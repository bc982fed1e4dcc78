use super::logging;
use anyhow::{Context, Result, anyhow};
use clap::{ArgAction, Parser, Subcommand};
use petledger::{LedgerConfig, PersistentStore, PetLedger, ResolveReport};
use serde::Serialize;
use std::path::{Path, PathBuf};

#[derive(Parser)]
#[command(name = "petledger")]
#[command(about = "Resolve and persist in-game pet ownership for lists of users")]
pub struct App {
    /// JSON configuration file
    #[arg(long, global = true)]
    config: Option<PathBuf>,

    /// Override the store document path
    #[arg(long, global = true)]
    store: Option<PathBuf>,

    /// Override the upstream query endpoint
    #[arg(long, global = true)]
    endpoint: Option<String>,

    /// Increase log verbosity (-v info, -vv debug, -vvv trace)
    #[arg(short, long, action = ArgAction::Count, global = true)]
    verbose: u8,

    /// Write logs to this file instead of stderr
    #[arg(long, global = true)]
    log_file: Option<PathBuf>,

    #[command(subcommand)]
    command: Command,
}

#[derive(Subcommand)]
enum Command {
    /// Resolve ownership for the given user ids
    Resolve {
        ids: Vec<String>,
        /// Read additional ids from a file, one per line
        #[arg(long)]
        ids_file: Option<PathBuf>,
    },
    /// Print store statistics
    Stats,
    /// List ids whose record is older than the threshold
    Stale {
        #[arg(long)]
        max_age_hours: Option<u64>,
    },
    /// Re-fetch every stale record from upstream
    RefreshStale,
    /// Remove a user's record from the store
    Delete { user_id: String },
}

impl App {
    pub async fn run(self) -> Result<()> {
        logging::init(self.verbose, self.log_file.as_deref())?;
        let config = self.load_config()?;

        match self.command {
            Command::Resolve { ids, ids_file } => {
                let ids = collect_ids(ids, ids_file.as_deref())?;
                let ledger = PetLedger::open(config).await.context("Failed to open ledger")?;
                let report = ledger.resolve_with_stats(&ids).await?;
                print_report(report)
            }
            Command::Stats => {
                let store = PersistentStore::open(config.store_path);
                print_json(&store.stats().await?)
            }
            Command::Stale { max_age_hours } => {
                let config = match max_age_hours {
                    Some(hours) => config.stale_after_hours(hours),
                    None => config,
                };
                let store = PersistentStore::open(config.store_path.clone());
                print_json(&store.stale_ids(config.stale_after()).await?)
            }
            Command::RefreshStale => {
                let ledger = PetLedger::open(config).await.context("Failed to open ledger")?;
                let report = ledger.refresh_stale().await?;
                print_report(report)
            }
            Command::Delete { user_id } => {
                let store = PersistentStore::open(config.store_path);
                if store.delete_record(&user_id).await? {
                    println!("Deleted {}", user_id);
                    Ok(())
                } else {
                    Err(anyhow!("User '{}' is not in the store", user_id))
                }
            }
        }
    }

    fn load_config(&self) -> Result<LedgerConfig> {
        let mut config = match &self.config {
            Some(path) => LedgerConfig::from_json_file(path)?,
            None => LedgerConfig::default(),
        };
        if let Some(store) = &self.store {
            config = config.store_path(store);
        }
        if let Some(endpoint) = &self.endpoint {
            config = config.endpoint(endpoint);
        }
        Ok(config)
    }
}

fn collect_ids(mut ids: Vec<String>, ids_file: Option<&Path>) -> Result<Vec<String>> {
    if let Some(path) = ids_file {
        let raw = std::fs::read_to_string(path)
            .with_context(|| format!("Failed to read ids file '{}'", path.display()))?;
        ids.extend(
            raw.lines()
                .map(str::trim)
                .filter(|line| !line.is_empty() && !line.starts_with('#'))
                .map(str::to_string),
        );
    }

    if ids.is_empty() {
        return Err(anyhow!("No user ids given"));
    }
    Ok(ids)
}

/// Prints the results, then fails the command if they could not be stored.
fn print_report(report: ResolveReport) -> Result<()> {
    print_json(&report.results)?;
    report
        .persisted
        .map(|_| ())
        .context("Results were not saved to the store")
}

fn print_json<T: Serialize>(value: &T) -> Result<()> {
    println!("{}", serde_json::to_string_pretty(value)?);
    Ok(())
}
use crate::config::RetryPolicy;
use crate::core::Result;
use std::future::Future;
use std::time::Duration;
use tokio::time::sleep;
use tracing::warn;

/// Runs `op` until it succeeds, fails with a non-retryable error, or
/// `max_attempts` is exhausted.
///
/// `op` receives the 1-based attempt number. `delay` receives the 1-based retry
/// number and returns the pause before that retry. The last error observed is
/// returned when attempts run out.
pub async fn retry_with_backoff<T, F, Fut, D>(max_attempts: u32, mut delay: D, mut op: F) -> Result<T>
where
    F: FnMut(u32) -> Fut,
    Fut: Future<Output = Result<T>>,
    D: FnMut(u32) -> Duration,
{
    let max_attempts = max_attempts.max(1);
    let mut attempt = 1;
    loop {
        match op(attempt).await {
            Ok(value) => return Ok(value),
            Err(err) if err.is_retryable() && attempt < max_attempts => {
                let pause = delay(attempt);
                warn!(
                    attempt,
                    max_attempts,
                    delay_ms = pause.as_millis() as u64,
                    error = %err,
                    "attempt failed, retrying"
                );
                sleep(pause).await;
                attempt += 1;
            }
            Err(err) => return Err(err),
        }
    }
}

/// [`retry_with_backoff`] driven by a [`RetryPolicy`].
pub async fn retry_with_policy<T, F, Fut>(policy: &RetryPolicy, op: F) -> Result<T>
where
    F: FnMut(u32) -> Fut,
    Fut: Future<Output = Result<T>>,
{
    retry_with_backoff(policy.max_attempts, |retry| policy.delay_for(retry), op).await
}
**********
## PROBLEM DETAILS
Within the listing above, locate the line containing "if let Some(endpoint)" and the line containing "if let Some(path)". Reproduce those two lines and all lines between them exactly, with nothing added.

## ANSWER TO THIS TASK
        if let Some(endpoint) = &self.endpoint {
            config = config.endpoint(endpoint);
        }
        Ok(config)
    }
}

fn collect_ids(mut ids: Vec<String>, ids_file: Option<&Path>) -> Result<Vec<String>> {
    if let Some(path) = ids_file {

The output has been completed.